National emergency medical center breaks ground

The Ruijin Hospital National Emergency Medical Center broke ground on Monday, setting a new paradigm for emergency medical response in the megacity.
The center will incorporate rescue helicopters as part of an integrated system mobilizing resources from air, land and sea to prepare for sudden emergencies and major public health events.
Ruijin Hospital said construction of the facility, which will be Shanghai's only national-level emergency medical center, is designed to meet world-class standards. The center is scheduled to be completed by June 2028.
Once finished, the Huangpu campus of Ruijin Hospital in downtown Shanghai will house a modern medical rescue complex spanning an area of more than 73,000 square meters. The facility will have a planned capacity of 600 beds and will feature a comprehensive emergency treatment building, a multimodal medical technology platform and an intelligent transfer system. An aerial corridor will connect various functional units, providing infrastructure for three-dimensional rescue operations.
The emergency medical center will integrate resources from multiple hospital departments, including emergency medicine, critical care, burns and infectious diseases, to create a comprehensive, end-to-end medical rescue system, according to Ruijin Hospital.
The center will also feature seven specialized units focused on matters such as talent training, patient transfer and warehouse distribution, the hospital said.
Ning Guang, president of Ruijin Hospital, said that in addition to the Huangpu complex, which will specialize in treating severe trauma and infectious diseases, two similar centers will be built at the hospital's campuses in suburban Jiading and Jinshan districts.
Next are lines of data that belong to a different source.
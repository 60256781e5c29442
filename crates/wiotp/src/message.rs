use alloc::string::String;
use alloc::vec;
use alloc::vec::Vec;

use hashbrown::DefaultHashBuilder;

use indexmap::IndexMap;

use serde::{Deserialize, Serialize};
use serde_json::Value;

use crate::device::DeviceInfo;
use crate::firmware::{FIRMWARE_FIELD, FirmwareStatus};
use crate::response::ResponseCode;

/// Free-form metadata attached to a device record.
pub type Metadata = IndexMap<String, Value, DefaultHashBuilder>;

/// The envelope of every client-initiated request.
#[derive(Debug, Clone, PartialEq, Serialize, Deserialize)]
pub struct Envelope<T> {
    /// Request data.
    #[serde(skip_serializing_if = "Option::is_none", default)]
    pub d: Option<T>,
    /// Correlation identifier.
    #[serde(rename = "reqId")]
    pub req_id: String,
}

impl<T> Envelope<T> {
    /// Creates an [`Envelope`] carrying data.
    #[must_use]
    #[inline]
    pub fn new(req_id: impl Into<String>, d: T) -> Self {
        Self {
            d: Some(d),
            req_id: req_id.into(),
        }
    }

    /// Creates an [`Envelope`] without data.
    #[must_use]
    #[inline]
    pub fn empty(req_id: impl Into<String>) -> Self {
        Self {
            d: None,
            req_id: req_id.into(),
        }
    }
}

/// Capabilities advertised by a registration request.
#[derive(Debug, Clone, Default, PartialEq, Serialize, Deserialize)]
#[serde(rename_all = "camelCase")]
pub struct Supports {
    /// Reboot and factory reset actions.
    pub device_actions: bool,
    /// Firmware download and update actions.
    pub firmware_actions: bool,
    /// Management-extension bundles along with their enabled flag.
    #[serde(flatten)]
    pub extensions: IndexMap<String, bool, DefaultHashBuilder>,
}

/// A registration request.
#[derive(Debug, Clone, PartialEq, Serialize, Deserialize)]
#[serde(rename_all = "camelCase")]
pub struct ManageRequest {
    /// Lease lifetime in seconds, `0` means infinite.
    pub lifetime: u64,
    /// Advertised capabilities.
    pub supports: Supports,
    /// Device information.
    pub device_info: DeviceInfo,
    /// Device metadata.
    pub metadata: Metadata,
}

/// An attribute change notification.
#[derive(Debug, Clone, PartialEq, Serialize, Deserialize)]
pub struct FieldChange {
    /// Dotted path of the attribute.
    pub field: String,
    /// New value.
    pub value: Value,
}

/// A device location.
#[derive(Debug, Clone, PartialEq, Serialize, Deserialize)]
#[serde(rename_all = "camelCase")]
pub struct Location {
    /// Longitude in decimal degrees.
    pub longitude: f64,
    /// Latitude in decimal degrees.
    pub latitude: f64,
    /// Elevation in meters.
    #[serde(skip_serializing_if = "Option::is_none", default)]
    pub elevation: Option<f64>,
    /// Accuracy in meters.
    #[serde(skip_serializing_if = "Option::is_none", default)]
    pub accuracy: Option<f64>,
    /// Measurement time.
    pub measured_date_time: String,
}

/// A diagnostic error code.
#[derive(Debug, Clone, Copy, PartialEq, Eq, Serialize, Deserialize)]
#[serde(rename_all = "camelCase")]
pub struct ErrorCode {
    /// Error code.
    pub error_code: i64,
}

crate::macros::integer_enum! {
    /// Severity of a diagnostic log entry.
    pub enum LogSeverity {
        /// Informational.
        Info = 0,
        /// Warning.
        Warning = 1,
        /// Error.
        Error = 2,
    }
}

/// A diagnostic log entry.
#[derive(Debug, Clone, PartialEq, Eq, Serialize, Deserialize)]
pub struct LogEntry {
    /// Log message.
    pub message: String,
    /// Creation time.
    pub timestamp: String,
    /// Additional data.
    pub data: String,
    /// Severity.
    pub severity: LogSeverity,
}

/// A single attribute within a fields payload.
#[derive(Debug, Clone, PartialEq, Serialize, Deserialize)]
pub struct Field<T> {
    /// Dotted path of the attribute.
    pub field: String,
    /// Attribute value.
    #[serde(skip_serializing_if = "Option::is_none", default = "Option::default")]
    pub value: Option<T>,
}

/// A list of attributes.
#[derive(Debug, Clone, PartialEq, Serialize, Deserialize)]
pub struct Fields<T> {
    /// Attributes.
    #[serde(default = "Vec::new")]
    pub fields: Vec<Field<T>>,
}

impl<T> Fields<T> {
    /// Returns the value of an attribute.
    ///
    /// If [`None`], the attribute is absent or has no value.
    #[must_use]
    pub fn value(&self, field: &str) -> Option<&T> {
        self.fields
            .iter()
            .find(|entry| entry.field == field)
            .and_then(|entry| entry.value.as_ref())
    }

    /// Returns an iterator over attribute paths.
    pub fn names(&self) -> impl Iterator<Item = &str> {
        self.fields.iter().map(|entry| entry.field.as_str())
    }
}

/// A notification which does not expect any response.
#[derive(Debug, Clone, PartialEq, Serialize, Deserialize)]
pub struct Notification<T> {
    /// Notified attributes.
    pub d: Fields<T>,
}

impl Notification<FirmwareStatus> {
    /// Creates a firmware state notification.
    #[must_use]
    pub fn firmware(status: FirmwareStatus) -> Self {
        Self {
            d: Fields {
                fields: vec![Field {
                    field: FIRMWARE_FIELD.into(),
                    value: Some(status),
                }],
            },
        }
    }
}

/// A response to a server-initiated request.
#[derive(Debug, Clone, PartialEq, Eq, Serialize, Deserialize)]
pub struct ActionResponse {
    /// Response code.
    pub rc: ResponseCode,
    /// Response message.
    pub message: String,
    /// Correlation identifier of the request.
    #[serde(rename = "reqId")]
    pub req_id: String,
}

impl ActionResponse {
    /// Creates an [`ActionResponse`].
    #[must_use]
    #[inline]
    pub fn new(req_id: impl Into<String>, rc: ResponseCode, message: impl Into<String>) -> Self {
        Self {
            rc,
            message: message.into(),
            req_id: req_id.into(),
        }
    }
}

/// A message received on the response topic.
///
/// A message without a response code is not a correlated response.
#[derive(Debug, Clone, PartialEq, Eq, Deserialize)]
pub struct ManagementResponse {
    /// Response code.
    #[serde(default)]
    pub rc: Option<ResponseCode>,
    /// Correlation identifier.
    #[serde(rename = "reqId", default)]
    pub req_id: Option<String>,
}

/// A server-initiated request.
#[derive(Debug, Clone, PartialEq, Deserialize)]
pub struct ActionRequest {
    /// Correlation identifier.
    #[serde(rename = "reqId")]
    pub req_id: String,
    /// Request data.
    #[serde(default)]
    pub d: Option<Value>,
}

/// A request carrying a list of attributes, i.e. an observation.
#[derive(Debug, Clone, PartialEq, Deserialize)]
pub struct FieldsRequest {
    /// Correlation identifier.
    #[serde(rename = "reqId")]
    pub req_id: String,
    /// Requested attributes.
    #[serde(default = "empty_fields")]
    pub d: Fields<Value>,
}

/// A notification that the device record changed on the server.
///
/// Only changes to the firmware object carry a correlation identifier.
#[derive(Debug, Clone, PartialEq, Deserialize)]
pub struct DeviceUpdate {
    /// Correlation identifier.
    #[serde(rename = "reqId", default)]
    pub req_id: Option<String>,
    /// Changed attributes.
    #[serde(default = "empty_fields")]
    pub d: Fields<Value>,
}

fn empty_fields() -> Fields<Value> {
    Fields { fields: Vec::new() }
}

#[cfg(test)]
mod tests {
    use serde_json::json;

    use crate::device::{DeviceInfo, DeviceProperty};
    use crate::firmware::{FirmwareState, FirmwareStatus, UpdateStatus};
    use crate::tests::{deserialize, serialize};

    use super::{
        ActionResponse, DeviceUpdate, Envelope, FieldsRequest, LogEntry, LogSeverity,
        ManageRequest, ManagementResponse, Metadata, Notification, Supports,
    };

    #[test]
    fn manage_request() {
        let mut supports = Supports {
            device_actions: true,
            firmware_actions: false,
            ..Supports::default()
        };
        supports.extensions.insert("example-dme-actions-v1".into(), true);

        let mut metadata = Metadata::default();
        metadata.insert("zone".into(), json!("north"));

        let request = Envelope::new(
            "b1e0",
            ManageRequest {
                lifetime: 3600,
                supports,
                device_info: DeviceInfo::new().with(DeviceProperty::Model, "T1000"),
                metadata,
            },
        );

        assert_eq!(
            serialize(&request),
            json!({
                "d": {
                    "lifetime": 3600,
                    "supports": {
                        "deviceActions": true,
                        "firmwareActions": false,
                        "example-dme-actions-v1": true,
                    },
                    "deviceInfo": { "model": "T1000" },
                    "metadata": { "zone": "north" },
                },
                "reqId": "b1e0",
            })
        );
    }

    #[test]
    fn empty_envelope() {
        assert_eq!(
            serialize(Envelope::<()>::empty("b1e0")),
            json!({ "reqId": "b1e0" })
        );
    }

    #[test]
    fn log_entry() {
        let entry = LogEntry {
            message: "Disk almost full".into(),
            timestamp: "2026-10-19T10:00:00".into(),
            data: "92%".into(),
            severity: LogSeverity::Warning,
        };

        assert_eq!(
            serialize(&entry),
            json!({
                "message": "Disk almost full",
                "timestamp": "2026-10-19T10:00:00",
                "data": "92%",
                "severity": 1,
            })
        );
    }

    #[test]
    fn firmware_notification() {
        let notification = Notification::firmware(FirmwareStatus {
            state: FirmwareState::Idle,
            update_status: Some(UpdateStatus::Success),
        });

        assert_eq!(
            serialize(&notification),
            json!({
                "d": {
                    "fields": [{
                        "field": "mgmt.firmware",
                        "value": { "state": 0, "updateStatus": 0 },
                    }]
                }
            })
        );
    }

    #[test]
    fn action_response() {
        assert_eq!(
            serialize(ActionResponse::new("r2", 500, "Unexpected device error")),
            json!({ "rc": 500, "message": "Unexpected device error", "reqId": "r2" })
        );
    }

    #[test]
    fn inbound_messages() {
        let response = deserialize::<ManagementResponse>(json!({ "rc": 200, "reqId": "r1" }));
        assert_eq!(response.rc, Some(200));
        assert_eq!(response.req_id.as_deref(), Some("r1"));

        // Not a correlated response.
        let response = deserialize::<ManagementResponse>(json!({ "reqId": "r1" }));
        assert_eq!(response.rc, None);

        let observe = deserialize::<FieldsRequest>(json!({
            "reqId": "r3",
            "d": { "fields": [{ "field": "mgmt.firmware" }] },
        }));
        assert_eq!(observe.d.names().collect::<alloc::vec::Vec<_>>(), ["mgmt.firmware"]);

        let update = deserialize::<DeviceUpdate>(json!({
            "d": { "fields": [{ "field": "metadata", "value": { "zone": "south" } }] },
        }));
        assert_eq!(update.req_id, None);
        assert_eq!(update.d.value("metadata"), Some(&json!({ "zone": "south" })));
        assert_eq!(update.d.value("mgmt.firmware"), None);
    }
}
The Jiading site will focus on infectious diseases and traffic injuries, while the Jinshan center will specialize in nuclear injury treatment.
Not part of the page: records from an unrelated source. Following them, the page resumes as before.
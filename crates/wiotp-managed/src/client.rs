use std::sync::{Arc, Mutex, Weak};
use std::time::Duration;

use hashbrown::HashSet;

use serde::Serialize;
use serde_json::Value;

use tokio::runtime::Handle;
use tokio::sync::watch;
use tokio::time::{MissedTickBehavior, interval};

use tokio_util::sync::CancellationToken;

use tracing::{debug, info, warn};

use uuid::Uuid;

use wiotp::codec::Payload;
use wiotp::device::{DeviceInfo, DeviceProperty};
use wiotp::firmware::{FirmwareState, UpdateStatus};
use wiotp::identity::Identity;
use wiotp::message::{
    Envelope, ErrorCode, FieldChange, Location, LogEntry, LogSeverity, ManageRequest, Metadata,
};
use wiotp::response::ResponseCode;
use wiotp::topic::{OutboundTopic, event_topic, outbound_topic, subscriptions};

use crate::config::{ManageParams, ManagedConfig};
use crate::dispatcher::Handlers;
use crate::error::{Error, ErrorKind, Result};
use crate::firmware::FirmwareHandle;
use crate::pending::{Completion, Operation, Outcome, PendingTable};
use crate::responder::{self, Responder, ResponderTopics};
use crate::session::{Session, SessionState};
use crate::sync::lock;
use crate::transport::{QoS, Transport};

// Reaper ticks within the maximum age of a request.
const REAP_TICKS: u32 = 4;

const MIN_REAP_PERIOD: Duration = Duration::from_millis(1);

// Shared state of a managed client.
pub(crate) struct Inner<T: Transport> {
    pub(crate) identity: Identity,
    pub(crate) config: ManagedConfig,
    pub(crate) transport: Arc<T>,
    pub(crate) pending: PendingTable,
    pub(crate) session: Session,
    pub(crate) firmware: FirmwareHandle,
    pub(crate) responder: Responder,
    pub(crate) handlers: Handlers,
    pub(crate) device_info: Mutex<DeviceInfo>,
    pub(crate) metadata: Mutex<Metadata>,
    pub(crate) location: Mutex<Option<Location>>,
    pub(crate) observed: Mutex<HashSet<String>>,
    pub(crate) runtime: Handle,
    renewals: flume::Sender<ManageParams>,
    shutdown: CancellationToken,
}

impl<T: Transport> Drop for Inner<T> {
    fn drop(&mut self) {
        self.session.cancel_renewal();
        self.shutdown.cancel();
    }
}

/// A managed client.
///
/// It runs the device-management protocol for a device, or for a device
/// attached to a gateway, on top of a [`Transport`]. Cloning a client is
/// cheap and every clone drives the same session.
pub struct ManagedClient<T: Transport> {
    inner: Arc<Inner<T>>,
}

impl<T: Transport> Clone for ManagedClient<T> {
    fn clone(&self) -> Self {
        Self {
            inner: Arc::clone(&self.inner),
        }
    }
}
The latter two facilities will also extend their coverage to neighboring Jiangsu and Zhejiang provinces, said Ning, who is also an academician with the Chinese Academy of Engineering.
"Leveraging the established land, sea and air integrated transfer system at Ruijin Hospital, the initiative aims to achieve high-speed coordination among the facilities, building a tiered and graded emergency medical rescue network covering Shanghai and the entire Yangtze River Delta region," he said.
Over the past few years, national emergency medical rescue bases have begun construction in more than 10 cities, including Beijing, Changsha in Hunan province, Chengdu in Sichuan province and Nanchang in Jiangxi province, as part of the efforts to strengthen emergency medical response capabilities in the country.